## Task goal
Could you write out each of the records below exactly?
:: Data supplied ::
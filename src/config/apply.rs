use clap::ArgMatches;
use clap::parser::ValueSource;

use crate::args::{BridgeArgs, PositiveU64, PositiveUsize};
use crate::error::{AppError, AppResult, ConfigError};

use super::types::{ConfigFile, DurationValue, RetryConfig};

/// Applies configuration-file values to arguments not set on the command
/// line or through the environment.
///
/// # Errors
///
/// Returns an error when a config value fails validation.
pub fn apply_config(
    args: &mut BridgeArgs,
    matches: &ArgMatches,
    config: &ConfigFile,
) -> AppResult<()> {
    apply_source_config(args, matches, config);
    apply_destination_config(args, matches, config);
    apply_schedule_config(args, matches, config)?;
    if let Some(retry) = config.retry.as_ref() {
        apply_retry_config(args, matches, retry)?;
    }

    if !is_explicit(matches, "on_failure")
        && let Some(policy) = config.on_failure
    {
        args.on_failure = policy;
    }
    if !is_explicit(matches, "verbose")
        && let Some(value) = config.verbose
    {
        args.verbose = value;
    }
    if !is_explicit(matches, "no_color")
        && let Some(value) = config.no_color
    {
        args.no_color = value;
    }
    Ok(())
}

fn is_explicit(matches: &ArgMatches, name: &str) -> bool {
    matches!(
        matches.value_source(name),
        Some(ValueSource::CommandLine | ValueSource::EnvVariable)
    )
}

fn fill(target: &mut Option<String>, matches: &ArgMatches, name: &str, value: Option<&String>) {
    if !is_explicit(matches, name)
        && let Some(value) = value
    {
        *target = Some(value.clone());
    }
}

fn apply_source_config(args: &mut BridgeArgs, matches: &ArgMatches, config: &ConfigFile) {
    fill(
        &mut args.temporal_account,
        matches,
        "temporal_account",
        config.temporal_account.as_ref(),
    );
    fill(
        &mut args.prom_endpoint,
        matches,
        "prom_endpoint",
        config.prom_endpoint.as_ref(),
    );
    fill(
        &mut args.metrics_client_cert,
        matches,
        "metrics_client_cert",
        config.metrics_client_cert.as_ref(),
    );
    fill(
        &mut args.metrics_client_key,
        matches,
        "metrics_client_key",
        config.metrics_client_key.as_ref(),
    );
    fill(
        &mut args.server_root_ca_cert,
        matches,
        "server_root_ca_cert",
        config.server_root_ca_cert.as_ref(),
    );
    fill(
        &mut args.metric_prefix,
        matches,
        "metric_prefix",
        config.metric_prefix.as_ref(),
    );
    if !is_explicit(matches, "insecure_skip_verify")
        && let Some(value) = config.insecure_skip_verify
    {
        args.insecure_skip_verify = value;
    }
}

fn apply_destination_config(args: &mut BridgeArgs, matches: &ArgMatches, config: &ConfigFile) {
    fill(&mut args.dd_site, matches, "dd_site", config.dd_site.as_ref());
    fill(
        &mut args.dd_api_key,
        matches,
        "dd_api_key",
        config.dd_api_key.as_ref(),
    );
    fill(
        &mut args.dd_endpoint,
        matches,
        "dd_endpoint",
        config.dd_endpoint.as_ref(),
    );
    fill(
        &mut args.dd_metric_prefix,
        matches,
        "dd_metric_prefix",
        config.dd_metric_prefix.as_ref(),
    );
}

fn apply_schedule_config(
    args: &mut BridgeArgs,
    matches: &ArgMatches,
    config: &ConfigFile,
) -> AppResult<()> {
    let durations = [
        (&mut args.step, "step", config.step.as_ref()),
        (
            &mut args.initial_window,
            "initial_window",
            config.initial_window.as_ref(),
        ),
        (
            &mut args.overlap_window,
            "overlap_window",
            config.overlap_window.as_ref(),
        ),
        (
            &mut args.poll_interval,
            "poll_interval",
            config.poll_interval.as_ref(),
        ),
        (&mut args.request_timeout, "request_timeout", config.timeout.as_ref()),
        (
            &mut args.connect_timeout,
            "connect_timeout",
            config.connect_timeout.as_ref(),
        ),
    ];
    for (target, name, value) in durations {
        if !is_explicit(matches, name)
            && let Some(value) = value
        {
            *target = config_duration(value, name)?;
        }
    }

    if !is_explicit(matches, "quantiles")
        && let Some(quantiles) = config.quantiles.as_ref()
    {
        args.quantiles.clone_from(quantiles);
    }

    if !is_explicit(matches, "chunk_size")
        && let Some(value) = config.chunk_size
    {
        args.chunk_size = PositiveUsize::try_from(value).map_err(|err| {
            AppError::config(ConfigError::InvalidField {
                field: "chunk_size",
                source: err,
            })
        })?;
    }
    Ok(())
}

fn apply_retry_config(
    args: &mut BridgeArgs,
    matches: &ArgMatches,
    retry: &RetryConfig,
) -> AppResult<()> {
    if !is_explicit(matches, "retry_attempts")
        && let Some(value) = retry.attempts
    {
        args.retry_attempts = PositiveUsize::try_from(value).map_err(|err| {
            AppError::config(ConfigError::InvalidField {
                field: "retry.attempts",
                source: err,
            })
        })?;
    }
    if !is_explicit(matches, "retry_multiplier")
        && let Some(value) = retry.multiplier
    {
        args.retry_multiplier = PositiveU64::try_from(value).map_err(|err| {
            AppError::config(ConfigError::InvalidField {
                field: "retry.multiplier",
                source: err,
            })
        })?;
    }
    if !is_explicit(matches, "retry_min")
        && let Some(value) = retry.min.as_ref()
    {
        args.retry_min = config_duration(value, "retry.min")?;
    }
    if !is_explicit(matches, "retry_max")
        && let Some(value) = retry.max.as_ref()
    {
        args.retry_max = config_duration(value, "retry.max")?;
    }
    Ok(())
}

fn config_duration(value: &DurationValue, field: &'static str) -> AppResult<std::time::Duration> {
    value
        .to_duration()
        .map_err(|source| AppError::config(ConfigError::InvalidField { field, source }))
}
:::
## Solution
filename src/config/apply.rs
use clap::ArgMatches;
use clap::parser::ValueSource;

use crate::args::{BridgeArgs, PositiveU64, PositiveUsize};
use crate::error::{AppError, AppResult, ConfigError};

use super::types::{ConfigFile, DurationValue, RetryConfig};

/// Applies configuration-file values to arguments not set on the command
/// line or through the environment.
///
/// # Errors
///
/// Returns an error when a config value fails validation.
pub fn apply_config(
    args: &mut BridgeArgs,
    matches: &ArgMatches,
    config: &ConfigFile,
) -> AppResult<()> {
    apply_source_config(args, matches, config);
    apply_destination_config(args, matches, config);
    apply_schedule_config(args, matches, config)?;
    if let Some(retry) = config.retry.as_ref() {
        apply_retry_config(args, matches, retry)?;
    }

    if !is_explicit(matches, "on_failure")
        && let Some(policy) = config.on_failure
    {
        args.on_failure = policy;
    }
    if !is_explicit(matches, "verbose")
        && let Some(value) = config.verbose
    {
        args.verbose = value;
    }
    if !is_explicit(matches, "no_color")
        && let Some(value) = config.no_color
    {
        args.no_color = value;
    }
    Ok(())
}

fn is_explicit(matches: &ArgMatches, name: &str) -> bool {
    matches!(
        matches.value_source(name),
        Some(ValueSource::CommandLine | ValueSource::EnvVariable)
    )
}

fn fill(target: &mut Option<String>, matches: &ArgMatches, name: &str, value: Option<&String>) {
    if !is_explicit(matches, name)
        && let Some(value) = value
    {
        *target = Some(value.clone());
    }
}

fn apply_source_config(args: &mut BridgeArgs, matches: &ArgMatches, config: &ConfigFile) {
    fill(
        &mut args.temporal_account,
        matches,
        "temporal_account",
        config.temporal_account.as_ref(),
    );
    fill(
        &mut args.prom_endpoint,
        matches,
        "prom_endpoint",
        config.prom_endpoint.as_ref(),
    );
    fill(
        &mut args.metrics_client_cert,
        matches,
        "metrics_client_cert",
        config.metrics_client_cert.as_ref(),
    );
    fill(
        &mut args.metrics_client_key,
        matches,
        "metrics_client_key",
        config.metrics_client_key.as_ref(),
    );
    fill(
        &mut args.server_root_ca_cert,
        matches,
        "server_root_ca_cert",
        config.server_root_ca_cert.as_ref(),
    );
    fill(
        &mut args.metric_prefix,
        matches,
        "metric_prefix",
        config.metric_prefix.as_ref(),
    );
    if !is_explicit(matches, "insecure_skip_verify")
        && let Some(value) = config.insecure_skip_verify
    {
        args.insecure_skip_verify = value;
    }
}

fn apply_destination_config(args: &mut BridgeArgs, matches: &ArgMatches, config: &ConfigFile) {
    fill(&mut args.dd_site, matches, "dd_site", config.dd_site.as_ref());
    fill(
        &mut args.dd_api_key,
        matches,
        "dd_api_key",
        config.dd_api_key.as_ref(),
    );
    fill(
        &mut args.dd_endpoint,
        matches,
        "dd_endpoint",
        config.dd_endpoint.as_ref(),
    );
    fill(
        &mut args.dd_metric_prefix,
        matches,
        "dd_metric_prefix",
        config.dd_metric_prefix.as_ref(),
    );
}

fn apply_schedule_config(
    args: &mut BridgeArgs,
    matches: &ArgMatches,
    config: &ConfigFile,
) -> AppResult<()> {
    let durations = [
        (&mut args.step, "step", config.step.as_ref()),
        (
            &mut args.initial_window,
            "initial_window",
            config.initial_window.as_ref(),
        ),
        (
            &mut args.overlap_window,
            "overlap_window",
            config.overlap_window.as_ref(),
        ),
        (
            &mut args.poll_interval,
            "poll_interval",
            config.poll_interval.as_ref(),
        ),
        (&mut args.request_timeout, "request_timeout", config.timeout.as_ref()),
        (
            &mut args.connect_timeout,
            "connect_timeout",
            config.connect_timeout.as_ref(),
        ),
    ];
    for (target, name, value) in durations {
        if !is_explicit(matches, name)
            && let Some(value) = value
        {
            *target = config_duration(value, name)?;
        }
    }

    if !is_explicit(matches, "quantiles")
        && let Some(quantiles) = config.quantiles.as_ref()
    {
        args.quantiles.clone_from(quantiles);
    }

    if !is_explicit(matches, "chunk_size")
        && let Some(value) = config.chunk_size
    {
        args.chunk_size = PositiveUsize::try_from(value).map_err(|err| {
            AppError::config(ConfigError::InvalidField {
                field: "chunk_size",
                source: err,
            })
        })?;
    }
    Ok(())
}

fn apply_retry_config(
    args: &mut BridgeArgs,
    matches: &ArgMatches,
    retry: &RetryConfig,
) -> AppResult<()> {
    if !is_explicit(matches, "retry_attempts")
        && let Some(value) = retry.attempts
    {
        args.retry_attempts = PositiveUsize::try_from(value).map_err(|err| {
            AppError::config(ConfigError::InvalidField {
                field: "retry.attempts",
                source: err,
            })
        })?;
    }
    if !is_explicit(matches, "retry_multiplier")
        && let Some(value) = retry.multiplier
    {
        args.retry_multiplier = PositiveU64::try_from(value).map_err(|err| {
            AppError::config(ConfigError::InvalidField {
                field: "retry.multiplier",
                source: err,
            })
        })?;
    }
    if !is_explicit(matches, "retry_min")
        && let Some(value) = retry.min.as_ref()
    {
        args.retry_min = config_duration(value, "retry.min")?;
    }
    if !is_explicit(matches, "retry_max")
        && let Some(value) = retry.max.as_ref()
    {
        args.retry_max = config_duration(value, "retry.max")?;
    }
    Ok(())
}

fn config_duration(value: &DurationValue, field: &'static str) -> AppResult<std::time::Duration> {
    value
        .to_duration()
        .map_err(|source| AppError::config(ConfigError::InvalidField { field, source }))
}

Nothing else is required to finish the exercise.